A partir de uma imagem que ela indica os participantes escrevem poesias, mensagens e ilustram suas postagens.

filosofandonavidaproflourdes.blogspot.com.br/





Venha você também participar


Escolhemos a primeira imagem sujerida por ela.




Vamos a minha participação e a do aluno Guilherme oliveira
Como não sou poeta, participei com o Guilherme, espero que gostem.




A TRISTE NOITE SEM LUAR
Autores: Elza e Guilherme oliveira.

Como é triste a noite sem luar,
Já imaginaram o que seria da noite,
E o que seria de nós românticos,
sem a luz do luar....


Tudo imerso nas trevas, sem cor
Sem a lua a nos contemplar
Ou sem a lua para nos guiar.
Seria o mesmo que  ficar na vida,
Desiludido sem  amor !


O que seria dos navegantes em alto mar
Procurando sempre  a lua sem achar
Sentir na vida um vazio, no mar
e de solidão sentiria horror.


Dizem que a lua é dos namorados
Eu digo, a lua é de todos...
Os amantes apaixonados,
Pela vida e pela natureza

Por ter tanta beleza!

******
Recebam o nosso abraço com desejos de um feliz fim de semana.




Amigos, como aqui é também um espaço para aprendizagem e pesquisas,
 Vamos aprender um pouco de literatura, sobre poesias com versos brancos ou versos livres. 



Literatura

O que são Versos Brancos?

Na teoria da literatura, os Versos Brancos, também chamados de “Versos Soltos” são aqueles que não apresentam esquemas de rima, entretanto podem apresentar métrica (medida).
Os versos brancos são muito utilizados desde o século XVIII no Brasil, sobretudo na poesia romântica, moderna e contemporânea.
Observe que o verso é o nome dado a uma linha da poesia, sendo o conjunto deles, denominado de estrofe. A rima representa aproximação de sons entre as palavras de um verso.

 Versos livres

Na teoria da literatura, os versos Livres, também chamados de versos irregulares ou heterométricos, são aqueles que não seguem um padrão de métrica definido, ou seja, não obedece às formas fixas, estando, portanto, em oposição aos versos regulares ou isométricos, os quais possuem a mesma medida.

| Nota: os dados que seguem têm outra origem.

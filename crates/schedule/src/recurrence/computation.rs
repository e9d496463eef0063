//! Value types produced by the recurrence calculator.

use chrono::{DateTime, Utc};
use serde::Serialize;
use uuid::Uuid;

/// Kind of a row in the computed schedule history.
#[derive(Debug, Clone, Copy, PartialEq, Eq, Serialize)]
#[serde(rename_all = "SCREAMING_SNAKE_CASE")]
pub enum RowKind {
    /// A round was transmitted inside this occurrence window.
    Transmitted,
    /// Synthetic: an occurrence window with no transmission inside it.
    Missing,
    /// Synthetic: the upcoming occurrence, nothing missed yet.
    ScheduleDueAt,
    /// Synthetic: the upcoming occurrence, with missed readings outstanding.
    ScheduleNowDue,
}

impl RowKind {
    pub fn label(&self) -> &'static str {
        match self {
            RowKind::Transmitted => "TRANSMITTED",
            RowKind::Missing => "MISSING",
            RowKind::ScheduleDueAt => "SCHEDULE_DUE_AT",
            RowKind::ScheduleNowDue => "SCHEDULE_NOW_DUE",
        }
    }
}

/// One display row: a historical transmission or a synthetic marker.
#[derive(Debug, Clone, PartialEq, Serialize)]
pub struct HistoryRow {
    pub kind: RowKind,
    pub time: DateTime<Utc>,
    pub epoch: Uuid,
    pub devices: Vec<String>,
}

/// Result of one recurrence computation. A pure value: computing twice
/// from the same events and the same `now` yields identical results.
#[derive(Debug, Clone, PartialEq, Serialize)]
pub struct ScheduleComputation {
    /// Epoch id of the active `SCHEDULED` entry.
    pub epoch: Uuid,
    /// Repeat period of the active schedule, minutes.
    pub repeat_minutes: u32,
    /// Device chain of the active schedule.
    pub devices: Vec<String>,
    /// Start of the occurrence window containing `now`.
    pub current_window_start: DateTime<Utc>,
    /// End of that window, i.e. when the next round falls due.
    pub next_due: DateTime<Utc>,
    /// Elapsed windows with no transmission, counted from the schedule start.
    pub missed_count: u32,
    /// Transmissions within the retention period plus the due marker,
    /// newest first.
    pub historical_rows: Vec<HistoryRow>,
    /// Synthetic `MISSING` rows for unsatisfied windows within retention.
    pub missing_rows: Vec<HistoryRow>,
}

impl ScheduleComputation {
    /// Whether the patient currently has measurements outstanding.
    pub fn due_now(&self) -> bool {
        self.missed_count > 0
    }

    /// All rows merged for display, newest first.
    pub fn display_rows(&self) -> Vec<HistoryRow> {
        let mut rows = self.historical_rows.clone();
        rows.extend(self.missing_rows.iter().cloned());
        rows.sort_by(|a, b| b.time.cmp(&a.time));
        rows
    }

    /// Human-readable repeat period, e.g. "every 1 day(s)".
    pub fn repeat_summary(&self) -> String {
        let days = f64::from(self.repeat_minutes) / 1440.0;
        format!("every {days} day(s)")
    }
}
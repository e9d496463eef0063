use thiserror::Error;

/// Errors raised by measurement-device and transmission collaborators.
#[derive(Error, Debug)]
pub enum DeviceError {
    #[error("device initialisation failed: {0}")]
    Init(String),

    #[error("measurement failed: {0}")]
    Measurement(String),

    #[error("transmission rejected: {0}")]
    Transmission(String),

    #[error("IO error: {0}")]
    Io(#[from] std::io::Error),
}
//! Core [`ScheduleWatcher`] struct: notify subscription plus debounce task.

use std::path::{Path, PathBuf};
use std::time::Duration;

use notify::{Event, EventKind, RecommendedWatcher, RecursiveMode, Watcher};
use tokio::sync::mpsc;
use tracing::{debug, info, warn};

use crate::error::Result;
use crate::reconciler::RefreshHandle;

/// Quiet window a file rewrite must observe before one refresh is issued.
const DEBOUNCE: Duration = Duration::from_millis(500);

/// Watches the schedule log's directory and requests a reconciliation
/// after the file changes on disk.
///
/// Dropping the watcher stops both the filesystem subscription and the
/// debounce task.
pub struct ScheduleWatcher {
    _watcher: RecommendedWatcher,
    _task: tokio::task::JoinHandle<()>,
}

impl ScheduleWatcher {
    /// Start watching `log_path` and forward debounced change
    /// notifications to `refresh`. Must be called from within a tokio
    /// runtime.
    pub fn spawn(log_path: &Path, refresh: RefreshHandle) -> Result<Self> {
        let file_name = log_path
            .file_name()
            .map(PathBuf::from)
            .unwrap_or_else(|| PathBuf::from("schedule.log"));
        let watch_dir = match log_path.parent() {
            Some(p) if !p.as_os_str().is_empty() => p.to_path_buf(),
            _ => PathBuf::from("."),
        };

        let (fs_tx, fs_rx) = mpsc::unbounded_channel();
        let mut watcher = notify::recommended_watcher(
            move |res: std::result::Result<Event, notify::Error>| match res {
                Ok(event) => {
                    if is_log_change(&event, &file_name) {
                        let _ = fs_tx.send(());
                    }
                }
                Err(e) => warn!(error = %e, "schedule file watcher error"),
            },
        )?;

        // the log file itself may not exist yet; watch its directory
        watcher.watch(&watch_dir, RecursiveMode::NonRecursive)?;

        info!(path = %log_path.display(), "watching schedule log for external changes");
        let task = tokio::spawn(debounce_loop(fs_rx, refresh));

        Ok(Self {
            _watcher: watcher,
            _task: task,
        })
    }
}

fn is_log_change(event: &Event, file_name: &Path) -> bool {
    let relevant_kind = matches!(
        event.kind,
        EventKind::Create(_) | EventKind::Modify(_) | EventKind::Remove(_)
    );
    relevant_kind
        && event
            .paths
            .iter()
            .any(|p| p.file_name() == file_name.file_name())
}

/// Collapse a burst of change events into a single refresh request once
/// the file has been quiet for [`DEBOUNCE`].
pub(super) async fn debounce_loop(mut rx: mpsc::UnboundedReceiver<()>, refresh: RefreshHandle) {
    while rx.recv().await.is_some() {
        while tokio::time::timeout(DEBOUNCE, rx.recv())
            .await
            .is_ok_and(|msg| msg.is_some())
        {}
        debug!("schedule log changed on disk, requesting reconciliation");
        refresh.request();
    }
}
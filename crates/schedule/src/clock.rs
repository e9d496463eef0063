//! Clock abstraction so recurrence and executor logic can run against a
//! fixed time in tests and deterministic replay.

use std::sync::Mutex;

use chrono::{DateTime, Utc};

/// Source of "now" for schedule computations.
pub trait Clock: Send + Sync {
    fn now(&self) -> DateTime<Utc>;
}

/// Wall-clock time.
#[derive(Debug, Default, Clone, Copy)]
pub struct SystemClock;

impl Clock for SystemClock {
    fn now(&self) -> DateTime<Utc> {
        Utc::now()
    }
}

/// A settable clock. Useful for testing and deterministic replay.
#[derive(Debug)]
pub struct FixedClock {
    now: Mutex<DateTime<Utc>>,
}

impl FixedClock {
    pub fn new(now: DateTime<Utc>) -> Self {
        Self {
            now: Mutex::new(now),
        }
    }

    pub fn set(&self, now: DateTime<Utc>) {
        *self.now.lock().expect("clock lock poisoned") = now;
    }
}

impl Clock for FixedClock {
    fn now(&self) -> DateTime<Utc> {
        *self.now.lock().expect("clock lock poisoned")
    }
}

impl<C: Clock + ?Sized> Clock for std::sync::Arc<C> {
    fn now(&self) -> DateTime<Utc> {
        (**self).now()
    }
}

Importante destacar que os textos poéticos que apresentam os versos livres, não deixam de reunir a principal característica das poesias: a musicalidade.
Os versos livres tratam-se de uma importante caraterística da literatura moderna e contemporânea, visto que a intenção maior desses escritores era criar algo novo e inovador, rompendo assim com os padrões clássicos de metrificação ao subverter as formas poéticas tradicionais.




Metrificação e Versificação

A arte de compor versos e reunir diversos aspectos dos textos poéticos, como a musicalidade, rima, ritmo e encadeamento é chamado de versificação. Por sua vez, o estudo sobre as medidas apresentadas no verso é chamado de metrificação, feita por meio do processo denominado escansão de versos.

De tal modo, a escansão é a contagem das sílabas poéticas por meio da união de algumas sílabas quando houver som fraco e forte e somente até a última sílaba tônica de cada verso.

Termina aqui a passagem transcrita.